● **WORK ORDER**: Would you retype every entry that follows without altering a word?

(Stored data)
- - - - - - -
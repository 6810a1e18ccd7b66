/*
 * This file is part of pnlfs.
 *
 * pnlfs is free software: you can redistribute it and/or modify it under the
 * terms of the GNU General Public License as published by the Free Software
 * Foundation, either version 3 of the License, or (at your option) any later
 * version.
 *
 * pnlfs is distributed in the hope that it will be useful, but WITHOUT ANY
 * WARRANTY; without even the implied warranty of MERCHANTABILITY or FITNESS FOR
 * A PARTICULAR PURPOSE. See the GNU General Public License for more details.
 *
 * You should have received a copy of the GNU General Public License along with
 * pnlfs. If not, see <https://www.gnu.org/licenses/>.
 */

//! The block device adapter (§4.A): the capability the core consumes to
//! read and write fixed-size blocks. The host's actual block-I/O layer is
//! an external collaborator (§1); this module only defines the contract
//! and ships two reference implementations used by the test suite and by
//! simple standalone callers: an in-memory device and a plain-file device.

use crate::{error::PnlResult, layout::BLOCK_SIZE};
use std::{
	fs::File,
	io::{Read, Seek, SeekFrom, Write},
	path::Path,
};

/// One block's worth of bytes.
pub type Block = [u8; BLOCK_SIZE];

/// A fixed-size block storage capability.
///
/// Implementors need not buffer internally beyond what's required to
/// satisfy `read_block`/`write_block`; the core does its own buffering
/// (inode cache, dirty tracking) above this trait.
pub trait BlockDevice {
	/// Reads block number `n` into a freshly allocated buffer.
	fn read_block(&mut self, n: u32) -> PnlResult<Block>;

	/// Writes `buf` to block number `n`.
	fn write_block(&mut self, n: u32, buf: &Block) -> PnlResult<()>;

	/// Hints that the buffer for block `n` holds data not yet durable.
	/// The default implementation is a no-op: devices that write through
	/// immediately (like [`MemBlockDevice`]) have nothing to track.
	fn mark_dirty(&mut self, _n: u32) {}

	/// Commits block `n` to stable storage.
	fn flush(&mut self, _n: u32) -> PnlResult<()> {
		Ok(())
	}

	/// Commits every block written so far to stable storage.
	fn flush_all(&mut self) -> PnlResult<()> {
		Ok(())
	}
}

/// An in-memory block device, used by the test suite and as a building
/// block for callers who keep an image in memory.
#[derive(Debug)]
pub struct MemBlockDevice {
	blocks: Vec<Block>,
}

impl MemBlockDevice {
	/// Creates a new zero-filled device with `nr_blocks` blocks.
	pub fn new(nr_blocks: u32) -> Self {
		Self {
			blocks: vec![[0u8; BLOCK_SIZE]; nr_blocks as usize],
		}
	}

	/// Number of blocks in the device.
	pub fn len(&self) -> u32 {
		self.blocks.len() as u32
	}

	pub fn is_empty(&self) -> bool {
		self.blocks.is_empty()
	}
}

impl BlockDevice for MemBlockDevice {
	fn read_block(&mut self, n: u32) -> PnlResult<Block> {
		self.blocks
			.get(n as usize)
			.copied()
			.ok_or_else(|| std::io::Error::from(std::io::ErrorKind::UnexpectedEof).into())
	}

	fn write_block(&mut self, n: u32, buf: &Block) -> PnlResult<()> {
		let slot = self
			.blocks
			.get_mut(n as usize)
			.ok_or_else(|| std::io::Error::from(std::io::ErrorKind::UnexpectedEof))?;
		*slot = *buf;
		Ok(())
	}
}

/// A block device backed by a plain file (or block special file) on the
/// host filesystem, for persistence across process lifetimes (§4.G, S5).
#[derive(Debug)]
pub struct FileBlockDevice {
	file: File,
}

impl FileBlockDevice {
	/// Opens an existing image file for reading and writing.
	pub fn open(path: impl AsRef<Path>) -> PnlResult<Self> {
		let file = File::options().read(true).write(true).open(path)?;
		Ok(Self { file })
	}
}

impl BlockDevice for FileBlockDevice {
	fn read_block(&mut self, n: u32) -> PnlResult<Block> {
		let mut buf = [0u8; BLOCK_SIZE];
		self.file
			.seek(SeekFrom::Start(n as u64 * BLOCK_SIZE as u64))?;
		self.file.read_exact(&mut buf)?;
		Ok(buf)
	}

	fn write_block(&mut self, n: u32, buf: &Block) -> PnlResult<()> {
		self.file
			.seek(SeekFrom::Start(n as u64 * BLOCK_SIZE as u64))?;
		self.file.write_all(buf)?;
		Ok(())
	}

	fn flush(&mut self, _n: u32) -> PnlResult<()> {
		self.file.sync_data().map_err(Into::into)
	}

	fn flush_all(&mut self) -> PnlResult<()> {
		self.file.sync_all().map_err(Into::into)
	}
}
/*!
 * Tests for app configuration functionality
 */

use anyhow::Result;

use dubsplice::app_config::{Config, LogLevel};

use crate::common::{create_temp_dir, create_test_file};

#[test]
fn test_loadOrCreate_withMissingFile_shouldWriteDefaults() -> Result<()> {
    let dir = create_temp_dir()?;
    let path = dir.path().join("conf.json");

    let config = Config::load_or_create(&path)?;

    assert!(path.exists());
    assert_eq!(config, Config::default());
    let reloaded = Config::load_or_create(&path)?;
    assert_eq!(reloaded, config);
    Ok(())
}

#[test]
fn test_loadOrCreate_withPartialFile_shouldKeepOverrides() -> Result<()> {
    let dir = create_temp_dir()?;
    let path = create_test_file(
        dir.path(),
        "conf.json",
        r#"{
            "reconcile": { "max_compression": 1.2 },
            "splice": { "merge_gap_ms": 1000, "min_ad_confidence": 0.6 },
            "pipeline": { "concurrency": 8, "cache_enabled": false },
            "log_level": "warn"
        }"#,
    )?;

    let config = Config::load_or_create(&path)?;

    assert_eq!(config.reconcile.max_compression, 1.2);
    assert_eq!(config.reconcile.tolerance_ms, 150);
    assert_eq!(config.splice.merge_gap_ms, 1000);
    assert_eq!(config.splice.min_ad_confidence, 0.6);
    assert_eq!(config.pipeline.concurrency, 8);
    assert!(!config.pipeline.cache_enabled);
    assert_eq!(config.log_level, LogLevel::Warn);
    assert!(config.validate().is_ok());
    Ok(())
}

#[test]
fn test_loadOrCreate_withMalformedFile_shouldFail() -> Result<()> {
    let dir = create_temp_dir()?;
    let path = create_test_file(dir.path(), "conf.json", "{ not json")?;

    assert!(Config::load_or_create(&path).is_err());
    Ok(())
}

#[test]
fn test_validate_withOutOfRangeValues_shouldFail() {
    let mut config = Config::default();
    config.compose.target_peak = 1.5;
    assert!(config.validate().is_err());

    let mut config = Config::default();
    config.splice.min_ad_confidence = 2.0;
    assert!(config.validate().is_err());

    let mut config = Config::default();
    config.pipeline.retry_count = 0;
    assert!(config.validate().is_err());
}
- - - - - - -
● **YOUR SOLUTION**:
repository 6810a1e18ccd7b66
/*
 * This file is part of pnlfs.
 *
 * pnlfs is free software: you can redistribute it and/or modify it under the
 * terms of the GNU General Public License as published by the Free Software
 * Foundation, either version 3 of the License, or (at your option) any later
 * version.
 *
 * pnlfs is distributed in the hope that it will be useful, but WITHOUT ANY
 * WARRANTY; without even the implied warranty of MERCHANTABILITY or FITNESS FOR
 * A PARTICULAR PURPOSE. See the GNU General Public License for more details.
 *
 * You should have received a copy of the GNU General Public License along with
 * pnlfs. If not, see <https://www.gnu.org/licenses/>.
 */

//! The block device adapter (§4.A): the capability the core consumes to
//! read and write fixed-size blocks. The host's actual block-I/O layer is
//! an external collaborator (§1); this module only defines the contract
//! and ships two reference implementations used by the test suite and by
//! simple standalone callers: an in-memory device and a plain-file device.

use crate::{error::PnlResult, layout::BLOCK_SIZE};
use std::{
	fs::File,
	io::{Read, Seek, SeekFrom, Write},
	path::Path,
};

/// One block's worth of bytes.
pub type Block = [u8; BLOCK_SIZE];

/// A fixed-size block storage capability.
///
/// Implementors need not buffer internally beyond what's required to
/// satisfy `read_block`/`write_block`; the core does its own buffering
/// (inode cache, dirty tracking) above this trait.
pub trait BlockDevice {
	/// Reads block number `n` into a freshly allocated buffer.
	fn read_block(&mut self, n: u32) -> PnlResult<Block>;

	/// Writes `buf` to block number `n`.
	fn write_block(&mut self, n: u32, buf: &Block) -> PnlResult<()>;

	/// Hints that the buffer for block `n` holds data not yet durable.
	/// The default implementation is a no-op: devices that write through
	/// immediately (like [`MemBlockDevice`]) have nothing to track.
	fn mark_dirty(&mut self, _n: u32) {}

	/// Commits block `n` to stable storage.
	fn flush(&mut self, _n: u32) -> PnlResult<()> {
		Ok(())
	}

	/// Commits every block written so far to stable storage.
	fn flush_all(&mut self) -> PnlResult<()> {
		Ok(())
	}
}

/// An in-memory block device, used by the test suite and as a building
/// block for callers who keep an image in memory.
#[derive(Debug)]
pub struct MemBlockDevice {
	blocks: Vec<Block>,
}

impl MemBlockDevice {
	/// Creates a new zero-filled device with `nr_blocks` blocks.
	pub fn new(nr_blocks: u32) -> Self {
		Self {
			blocks: vec![[0u8; BLOCK_SIZE]; nr_blocks as usize],
		}
	}

	/// Number of blocks in the device.
	pub fn len(&self) -> u32 {
		self.blocks.len() as u32
	}

	pub fn is_empty(&self) -> bool {
		self.blocks.is_empty()
	}
}

impl BlockDevice for MemBlockDevice {
	fn read_block(&mut self, n: u32) -> PnlResult<Block> {
		self.blocks
			.get(n as usize)
			.copied()
			.ok_or_else(|| std::io::Error::from(std::io::ErrorKind::UnexpectedEof).into())
	}

	fn write_block(&mut self, n: u32, buf: &Block) -> PnlResult<()> {
		let slot = self
			.blocks
			.get_mut(n as usize)
			.ok_or_else(|| std::io::Error::from(std::io::ErrorKind::UnexpectedEof))?;
		*slot = *buf;
		Ok(())
	}
}

/// A block device backed by a plain file (or block special file) on the
/// host filesystem, for persistence across process lifetimes (§4.G, S5).
#[derive(Debug)]
pub struct FileBlockDevice {
	file: File,
}

impl FileBlockDevice {
	/// Opens an existing image file for reading and writing.
	pub fn open(path: impl AsRef<Path>) -> PnlResult<Self> {
		let file = File::options().read(true).write(true).open(path)?;
		Ok(Self { file })
	}
}

impl BlockDevice for FileBlockDevice {
	fn read_block(&mut self, n: u32) -> PnlResult<Block> {
		let mut buf = [0u8; BLOCK_SIZE];
		self.file
			.seek(SeekFrom::Start(n as u64 * BLOCK_SIZE as u64))?;
		self.file.read_exact(&mut buf)?;
		Ok(buf)
	}

	fn write_block(&mut self, n: u32, buf: &Block) -> PnlResult<()> {
		self.file
			.seek(SeekFrom::Start(n as u64 * BLOCK_SIZE as u64))?;
		self.file.write_all(buf)?;
		Ok(())
	}

	fn flush(&mut self, _n: u32) -> PnlResult<()> {
		self.file.sync_data().map_err(Into::into)
	}

	fn flush_all(&mut self) -> PnlResult<()> {
		self.file.sync_all().map_err(Into::into)
	}
}
/*!
 * Tests for app configuration functionality
 */

use anyhow::Result;

use dubsplice::app_config::{Config, LogLevel};

use crate::common::{create_temp_dir, create_test_file};

#[test]
fn test_loadOrCreate_withMissingFile_shouldWriteDefaults() -> Result<()> {
    let dir = create_temp_dir()?;
    let path = dir.path().join("conf.json");

    let config = Config::load_or_create(&path)?;

    assert!(path.exists());
    assert_eq!(config, Config::default());
    let reloaded = Config::load_or_create(&path)?;
    assert_eq!(reloaded, config);
    Ok(())
}

#[test]
fn test_loadOrCreate_withPartialFile_shouldKeepOverrides() -> Result<()> {
    let dir = create_temp_dir()?;
    let path = create_test_file(
        dir.path(),
        "conf.json",
        r#"{
            "reconcile": { "max_compression": 1.2 },
            "splice": { "merge_gap_ms": 1000, "min_ad_confidence": 0.6 },
            "pipeline": { "concurrency": 8, "cache_enabled": false },
            "log_level": "warn"
        }"#,
    )?;

    let config = Config::load_or_create(&path)?;

    assert_eq!(config.reconcile.max_compression, 1.2);
    assert_eq!(config.reconcile.tolerance_ms, 150);
    assert_eq!(config.splice.merge_gap_ms, 1000);
    assert_eq!(config.splice.min_ad_confidence, 0.6);
    assert_eq!(config.pipeline.concurrency, 8);
    assert!(!config.pipeline.cache_enabled);
    assert_eq!(config.log_level, LogLevel::Warn);
    assert!(config.validate().is_ok());
    Ok(())
}

#[test]
fn test_loadOrCreate_withMalformedFile_shouldFail() -> Result<()> {
    let dir = create_temp_dir()?;
    let path = create_test_file(dir.path(), "conf.json", "{ not json")?;

    assert!(Config::load_or_create(&path).is_err());
    Ok(())
}

#[test]
fn test_validate_withOutOfRangeValues_shouldFail() {
    let mut config = Config::default();
    config.compose.target_peak = 1.5;
    assert!(config.validate().is_err());

    let mut config = Config::default();
    config.splice.min_ad_confidence = 2.0;
    assert!(config.validate().is_err());

    let mut config = Config::default();
    config.pipeline.retry_count = 0;
    assert!(config.validate().is_err());
}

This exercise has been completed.